Instructional Technology in Action for Literacy Learning
While it seems now that everyone is talking about the science of reading, as an organization we have been committed to applying the science of reading through its application in structured literacy since 1984. Research tells us that 95% of all students have the capacity to learn to read when teacher-led instruction and evidence-based curricula align with the science of reading. Always-on diagnostics seamlessly provide multiple asynchronous and synchronous learning opportunities that adapt to individual students to keep them in their zone of proximal development—the place between where a student can achieve alone and where they need assistance.

Our patented technology Assessment Without Testing (AWT) is embedded in Lexia’s curriculum products. Powered by adaptive branching logic to use data to predict students’ future performance, it provides educators with ongoing progress monitoring for each student in order to differentiate instruction in real time. AWT is collecting data with every click, providing information for teachers to assess where students are without stopping or waiting for benchmark assessments. It identifies students’ risk levels, predicts future performance, and prescribes instructional intensity. The adaptive blended learning models of our curriculum products leverage technology to provide a personalized, data-driven approach to learning, giving students control over the time, place, and path of their learning. This framework combines powerful technology features while leveraging the importance of the teacher with robust data and additional offline resources. The adaptive learning model also pinpoints the appropriate entry point for each student, ensuring an optimal learning experience.

Machine learning is an application of AI that we use in our speech-recognition engine, Cambium Smart Speech. This combines computer science and computational linguistics that enables recognition of spoken language and turns it into text. It was coded to accept the phoneme blends/accents of all learners, so it can recognize a wide variety of accented English voices. It helps students interact with activities to practice a concept until it is mastered by utilizing machine learning algorithms behind the scenes as the performance data is being captured. This is a big advantage for emergent bilingual learners and for all students.

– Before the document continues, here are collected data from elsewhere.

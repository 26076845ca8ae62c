// src/engine/mod.rs

//! Job orchestration.
//!
//! - [`scheduler`] is the public surface: submit, get, cancel, wait,
//!   shutdown. It owns one orchestration task per live job.
//! - [`orchestrator`] drives a single job through the state machine against
//!   an [`ExecutionAdapter`](crate::exec::ExecutionAdapter), committing log
//!   batches as they arrive.
//! - [`control`] is the latch that decides between a cancellation and a
//!   late SUCCESS/FAILED report.

pub mod control;
pub mod orchestrator;
pub mod scheduler;

pub use control::{CancelReason, JobControl};
pub use orchestrator::{COMPLETED_LINE, ExecutionOrchestrator, STARTED_LINE};
pub use scheduler::JobScheduler;
// src/config/mod.rs

//! Configuration loading and validation for execflow.
//!
//! Responsibilities:
//! - Define the TOML-backed data model (`model.rs`).
//! - Load a config file from disk (`loader.rs`).
//! - Validate and normalise it into a [`ConfigFile`] (`validate.rs`).

pub mod loader;
pub mod model;
pub mod validate;

pub use loader::{default_config_path, load_and_validate, load_from_path, load_or_default};
pub use model::{
    AdapterSection, ConfigFile, OrchestratorSettings, RawConfigFile, RawOrchestratorSection,
    RawRemoteSection, RemoteSettings, StoreSection, SubprocessSection,
};
pub use validate::validate_config;
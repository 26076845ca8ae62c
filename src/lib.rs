// src/lib.rs

pub mod cli;
pub mod config;
pub mod engine;
pub mod errors;
pub mod exec;
pub mod fs;
pub mod job;
pub mod logging;
pub mod store;
pub mod types;

use std::path::PathBuf;
use std::pin::pin;
use std::time::Duration;

use anyhow::Result;
use tracing::{debug, info, warn};

use crate::cli::CliArgs;
use crate::config::{ConfigFile, load_or_default};
use crate::engine::JobScheduler;
use crate::errors::SchedulerError;
use crate::exec::build_adapter;
use crate::job::{ExecutionRequest, JobId, JobRecord};
use crate::types::JobStatus;

/// How often the CLI re-reads the record while following a job.
const FOLLOW_INTERVAL: Duration = Duration::from_millis(200);

/// High-level entry point used by `main.rs`.
///
/// Loads the config, submits one job built from the CLI arguments, prints
/// committed log lines until the job is terminal and returns the process
/// exit code. Ctrl-C cancels the job.
pub async fn run(args: CliArgs) -> Result<i32> {
    let config_path = PathBuf::from(&args.config);
    let mut cfg = load_or_default(&config_path)?;
    if let Some(kind) = args.adapter {
        cfg.adapter = kind;
    }

    let request = build_request(&args);

    if args.dry_run {
        print_dry_run(&cfg, &request)?;
        return Ok(0);
    }

    let scheduler = JobScheduler::from_config(&cfg)?;
    let job_id = scheduler.submit_request(&request).await?;
    info!(%job_id, adapter = scheduler.adapter_name(), "following job");

    let record = follow(&scheduler, job_id).await?;
    scheduler.shutdown().await;

    report(&record);
    Ok(exit_code(record.status()))
}

fn build_request(args: &CliArgs) -> ExecutionRequest {
    args.options.iter().fold(
        ExecutionRequest::new(args.mode, args.target.clone()),
        |req, (key, value)| req.with_option(key.clone(), value.clone()),
    )
}

/// Print newly committed log lines until the record is terminal.
async fn follow(scheduler: &JobScheduler, job_id: JobId) -> Result<JobRecord> {
    let mut printed = 0usize;
    let mut cancel_sent = false;
    let mut ctrl_c = pin!(tokio::signal::ctrl_c());
    let mut ticker = tokio::time::interval(FOLLOW_INTERVAL);

    loop {
        tokio::select! {
            res = &mut ctrl_c, if !cancel_sent => {
                cancel_sent = true;
                if let Err(e) = res {
                    warn!(error = %e, "failed to listen for Ctrl+C");
                } else {
                    request_cancel(scheduler, job_id).await?;
                }
            }
            _ = ticker.tick() => {}
        }

        let record = scheduler.get(job_id).await?;
        for line in record.logs().iter().skip(printed) {
            println!("[{}] {}", line.at.to_rfc3339(), line.message);
        }
        printed = record.logs().len();

        if record.is_terminal() {
            return Ok(record);
        }
    }
}

async fn request_cancel(scheduler: &JobScheduler, job_id: JobId) -> Result<()> {
    match scheduler.cancel(job_id).await {
        Ok(()) => {
            eprintln!("cancelling job {job_id}...");
            Ok(())
        }
        Err(SchedulerError::NotCancellable { status, .. }) => {
            debug!(%job_id, %status, "job finished before the cancel request");
            Ok(())
        }
        Err(e) => Err(e.into()),
    }
}

fn report(record: &JobRecord) {
    match record.status() {
        JobStatus::Success => eprintln!("job {} succeeded", record.id()),
        JobStatus::Failed => eprintln!(
            "job {} failed: {}",
            record.id(),
            record.error_message().unwrap_or("unknown error")
        ),
        status => eprintln!("job {} ended as {status}", record.id()),
    }
}

/// 0 only for SUCCESS.
pub fn exit_code(status: JobStatus) -> i32 {
    match status {
        JobStatus::Success => 0,
        JobStatus::Cancelled => 130,
        _ => 1,
    }
}

/// Print the effective configuration and the request that would be sent.
fn print_dry_run(cfg: &ConfigFile, request: &ExecutionRequest) -> Result<()> {
    println!("execflow dry-run");
    println!("  adapter = {:?}", cfg.adapter);
    println!("  remote.base_url = {}", cfg.remote.base_url);
    println!("  remote.poll_interval = {:?}", cfg.remote.poll_interval);
    println!("  remote.request_timeout = {:?}", cfg.remote.request_timeout);
    println!(
        "  subprocess.command = {} {}",
        cfg.subprocess.program,
        cfg.subprocess.args.join(" ")
    );
    if let Some(dir) = &cfg.subprocess.working_dir {
        println!("  subprocess.working_dir = {}", dir.display());
    }
    println!(
        "  orchestrator.max_consecutive_poll_failures = {}",
        cfg.orchestrator.max_consecutive_poll_failures
    );
    println!(
        "  orchestrator.drain_timeout = {:?}",
        cfg.orchestrator.drain_timeout
    );
    println!("  store = {:?} ({})", cfg.store.kind, cfg.store.dir.display());
    println!();

    println!("request:");
    println!("{}", serde_json::to_string_pretty(request)?);

    let adapter = build_adapter(cfg)?;
    match adapter.validate(request) {
        Ok(()) => println!("request is valid for the {} adapter", adapter.name()),
        Err(e) => println!("request rejected by the {} adapter: {e}", adapter.name()),
    }

    debug!("dry-run complete (no execution)");
    Ok(())
}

The embedded speech-recognition technology provides students with immediate, guided, corrective feedback, helping students build linguistic confidence in academic English. Students work independently at their own pace, following individualized learning paths made available by the combination of student-led online learning and teacher-led instruction.

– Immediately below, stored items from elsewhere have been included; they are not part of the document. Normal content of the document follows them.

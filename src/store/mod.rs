// src/store/mod.rs

//! Persistence boundary for job records.
//!
//! The store is shared by every orchestration task but each record has a
//! single writer. [`JobStore::update`] is an atomic read-modify-write: the
//! mutation runs against a copy and is only committed when it succeeds, so a
//! rejected transition never leaves a half-applied record behind.
//!
//! - [`memory`] keeps records in a map (default, lost on restart).
//! - [`file`] writes one JSON document per job through the
//!   [`FileSystem`](crate::fs::FileSystem) seam.

pub mod file;
pub mod memory;

use std::sync::Arc;

use crate::config::{ConfigFile, StoreSection};
use crate::errors::{Result, StoreError, TransitionError};
use crate::fs::RealFileSystem;
use crate::job::{JobId, JobRecord};
use crate::types::{BoxFuture, StoreKind};

pub use file::FileJobStore;
pub use memory::MemoryJobStore;

/// A mutation applied to one record under the store's per-record lock.
pub type Mutation = Box<dyn FnOnce(&mut JobRecord) -> std::result::Result<(), TransitionError> + Send>;

pub trait JobStore: Send + Sync {
    /// Persist a newly created record.
    fn insert(&self, record: JobRecord) -> BoxFuture<'_, std::result::Result<(), StoreError>>;

    /// Snapshot of the committed state of one record.
    fn get(&self, id: JobId) -> BoxFuture<'_, std::result::Result<JobRecord, StoreError>>;

    /// Atomically apply `mutation` and return the committed record.
    fn update(
        &self,
        id: JobId,
        mutation: Mutation,
    ) -> BoxFuture<'_, std::result::Result<JobRecord, StoreError>>;

    /// All records, most recently started first.
    fn list(&self) -> BoxFuture<'_, std::result::Result<Vec<JobRecord>, StoreError>>;
}

/// Build the store selected by `[store]`.
pub fn build_store(cfg: &ConfigFile) -> Result<Arc<dyn JobStore>> {
    let StoreSection { kind, dir } = &cfg.store;
    match kind {
        StoreKind::Memory => Ok(Arc::new(MemoryJobStore::new())),
        StoreKind::File => {
            let store = FileJobStore::open(RealFileSystem, dir.clone())?;
            Ok(Arc::new(store))
        }
    }
}

pub(crate) fn newest_first(records: &mut [JobRecord]) {
    records.sort_by(|a, b| b.started_at().cmp(&a.started_at()));
}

Past, Present, and Future Use of AI Technology
Our singular focus on literacy and a full spectrum of professional learning, curriculum, and embedded assessment solutions have helped millions of learners read, write, and speak with confidence over the past 40 years. Last year, we served 6.8 million students and 620,000 educators across more than 23,000 schools nationwide. We have done this by leveraging innovative technologies into our products and programs, while keeping the teacher at the center of instruction.

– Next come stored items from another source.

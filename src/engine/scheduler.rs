// src/engine/scheduler.rs

//! Public entry point for running jobs.
//!
//! `submit` validates the parameters, registers the job, persists a PENDING
//! record and then starts exactly one orchestration task for the new id. The scheduler keeps at most
//! one `ActiveJob` per id; finished entries are reaped lazily whenever the
//! map is touched.

use std::collections::HashMap;
use std::sync::atomic::{AtomicBool, Ordering};
use std::sync::{Arc, Mutex, MutexGuard, PoisonError};

use serde_json::{Map, Value};
use tokio::sync::{oneshot, watch};
use tokio::task::JoinHandle;
use tracing::{debug, error, info, warn};

use crate::config::{ConfigFile, OrchestratorSettings};
use crate::errors::{AdapterError, Result, SchedulerError, StoreError};
use crate::exec::{ExecutionAdapter, build_adapter};
use crate::job::{ExecutionRequest, JobId, JobRecord};
use crate::store::{JobStore, build_store};

use super::control::{CancelReason, JobControl};
use super::orchestrator::ExecutionOrchestrator;

/// Bookkeeping for one live orchestration task.
struct ActiveJob {
    control: Arc<JobControl>,
    done: watch::Receiver<bool>,
    handle: JoinHandle<()>,
}

pub struct JobScheduler {
    orchestrator: Arc<ExecutionOrchestrator>,
    active: Mutex<HashMap<JobId, ActiveJob>>,
    shutting_down: AtomicBool,
}

impl std::fmt::Debug for JobScheduler {
    fn fmt(&self, f: &mut std::fmt::Formatter<'_>) -> std::fmt::Result {
        f.debug_struct("JobScheduler")
            .field("orchestrator", &self.orchestrator)
            .field("active", &self.active().len())
            .finish()
    }
}

impl JobScheduler {
    pub fn new(
        adapter: Arc<dyn ExecutionAdapter>,
        store: Arc<dyn JobStore>,
        settings: OrchestratorSettings,
    ) -> Self {
        Self {
            orchestrator: Arc::new(ExecutionOrchestrator::new(adapter, store, settings)),
            active: Mutex::new(HashMap::new()),
            shutting_down: AtomicBool::new(false),
        }
    }

    /// Build the adapter and store selected by `cfg`.
    pub fn from_config(cfg: &ConfigFile) -> Result<Self> {
        let adapter = build_adapter(cfg)?;
        let store = build_store(cfg)?;
        Ok(Self::new(adapter, store, cfg.orchestrator))
    }

    fn active(&self) -> MutexGuard<'_, HashMap<JobId, ActiveJob>> {
        self.active.lock().unwrap_or_else(PoisonError::into_inner)
    }

    fn store(&self) -> &Arc<dyn JobStore> {
        self.orchestrator.store()
    }

    pub fn adapter_name(&self) -> &'static str {
        self.orchestrator.adapter().name()
    }

    /// Number of orchestration tasks that have not finished yet.
    pub fn running_jobs(&self) -> usize {
        let mut active = self.active();
        reap(&mut active);
        active.len()
    }

    /// Create a PENDING job and start driving it. Returns without waiting
    /// for the job to finish.
    pub async fn submit(&self, parameters: Map<String, Value>) -> std::result::Result<JobId, SchedulerError> {
        if self.shutting_down.load(Ordering::SeqCst) {
            return Err(SchedulerError::ShutDown);
        }

        let request = ExecutionRequest::from_parameters(&parameters)
            .map_err(SchedulerError::InvalidParameters)?;
        self.orchestrator
            .adapter()
            .validate(&request)
            .map_err(|e| match e {
                AdapterError::InvalidParameters(msg) => SchedulerError::InvalidParameters(msg),
                other => SchedulerError::InvalidParameters(other.to_string()),
            })?;

        let record = JobRecord::new(parameters);
        let job_id = record.id();

        // The job is registered before its record becomes visible, so a
        // `cancel` that finds the record always finds the job's control too.
        let control = Arc::new(JobControl::new());
        let (done_tx, done_rx) = watch::channel(false);
        let (start_tx, start_rx) = oneshot::channel::<()>();
        let orchestrator = Arc::clone(&self.orchestrator);
        let task_control = Arc::clone(&control);

        let handle = tokio::spawn(async move {
            if start_rx.await.is_err() {
                debug!(%job_id, "job was never stored; not starting");
                return;
            }
            match orchestrator.run(job_id, request, task_control).await {
                Ok(status) => debug!(%job_id, %status, "orchestration task finished"),
                Err(e) => error!(%job_id, error = %e, "orchestration task aborted"),
            }
            let _ = done_tx.send(true);
        });

        {
            let mut active = self.active();
            reap(&mut active);
            active.insert(
                job_id,
                ActiveJob {
                    control,
                    done: done_rx,
                    handle,
                },
            );
        }

        if let Err(e) = self.store().insert(record).await {
            // Dropping `start_tx` lets the task exit without running.
            self.active().remove(&job_id);
            return Err(e.into());
        }
        let _ = start_tx.send(());

        info!(%job_id, adapter = self.adapter_name(), "job submitted");
        Ok(job_id)
    }

    /// Typed convenience over [`JobScheduler::submit`].
    pub async fn submit_request(&self, request: &ExecutionRequest) -> std::result::Result<JobId, SchedulerError> {
        self.submit(request.to_parameters()).await
    }

    /// Snapshot of the committed record.
    pub async fn get(&self, job_id: JobId) -> std::result::Result<JobRecord, SchedulerError> {
        Ok(self.store().get(job_id).await?)
    }

    /// All records, most recently started first.
    pub async fn list(&self) -> std::result::Result<Vec<JobRecord>, SchedulerError> {
        Ok(self.store().list().await?)
    }

    /// Request cancellation of a PENDING or RUNNING job.
    ///
    /// Returns once the request is recorded; the record turns CANCELLED when
    /// the job's task has stopped the back-end and drained its output.
    pub async fn cancel(&self, job_id: JobId) -> std::result::Result<(), SchedulerError> {
        let record = self.store().get(job_id).await?;
        if record.is_terminal() {
            return Err(SchedulerError::NotCancellable {
                id: job_id,
                status: record.status(),
            });
        }

        let control = {
            let mut active = self.active();
            reap(&mut active);
            active.get(&job_id).map(|a| Arc::clone(&a.control))
        };
        match control {
            Some(control) => {
                if control.request_cancel(CancelReason::User) {
                    info!(%job_id, "cancellation requested");
                    Ok(())
                } else {
                    let status = self.store().get(job_id).await?.status();
                    Err(SchedulerError::NotCancellable { id: job_id, status })
                }
            }
            // No task owns this record, e.g. it was left behind by an
            // earlier process using the file store.
            None => self.cancel_orphan(job_id).await,
        }
    }

    async fn cancel_orphan(&self, job_id: JobId) -> std::result::Result<(), SchedulerError> {
        warn!(%job_id, "cancelling job with no live orchestration task");
        let result = self
            .store()
            .update(
                job_id,
                Box::new(|rec: &mut JobRecord| {
                    rec.append_log(CancelReason::User.log_line())?;
                    rec.cancel()
                }),
            )
            .await;

        match result {
            Ok(_) => Ok(()),
            Err(StoreError::Transition(_)) => {
                let status = self.store().get(job_id).await?.status();
                Err(SchedulerError::NotCancellable { id: job_id, status })
            }
            Err(e) => Err(e.into()),
        }
    }

    /// Wait for the job's task to finish and return the final record.
    pub async fn wait(&self, job_id: JobId) -> std::result::Result<JobRecord, SchedulerError> {
        let done = self.active().get(&job_id).map(|a| a.done.clone());
        if let Some(mut done) = done {
            // An error means the task is gone without reporting, e.g. it
            // panicked; the store still holds whatever it committed.
            let _ = done.wait_for(|finished| *finished).await;
        }
        self.get(job_id).await
    }

    /// Refuse new submissions, cancel every live job and wait for their
    /// tasks to finish.
    pub async fn shutdown(&self) {
        if self.shutting_down.swap(true, Ordering::SeqCst) {
            debug!("shutdown already in progress");
        }

        let drained: Vec<(JobId, ActiveJob)> = self.active().drain().collect();
        info!(jobs = drained.len(), "shutting down scheduler");

        for (job_id, job) in &drained {
            if !job.handle.is_finished() && job.control.request_cancel(CancelReason::Shutdown) {
                debug!(%job_id, "cancelled for shutdown");
            }
        }
        for (job_id, job) in drained {
            if let Err(e) = job.handle.await {
                warn!(%job_id, error = %e, "orchestration task did not finish cleanly");
            }
        }
    }
}

fn reap(active: &mut HashMap<JobId, ActiveJob>) {
    active.retain(|_, job| !job.handle.is_finished());
}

We continue to explore new technologies to determine if we can amplify our services to literacy educators and their students. Every student has the right to learn how to read. Our goal has always been to empower teachers to reap the efficiencies of ever-evolving AI and embedded technology while creating more time for them to focus on what they do best—engaging students in dynamic, systematic, and explicit instruction to help them listen, speak, and read with ease.

Nick Gaehde is the president of Lexia and a lifelong literacy advocate.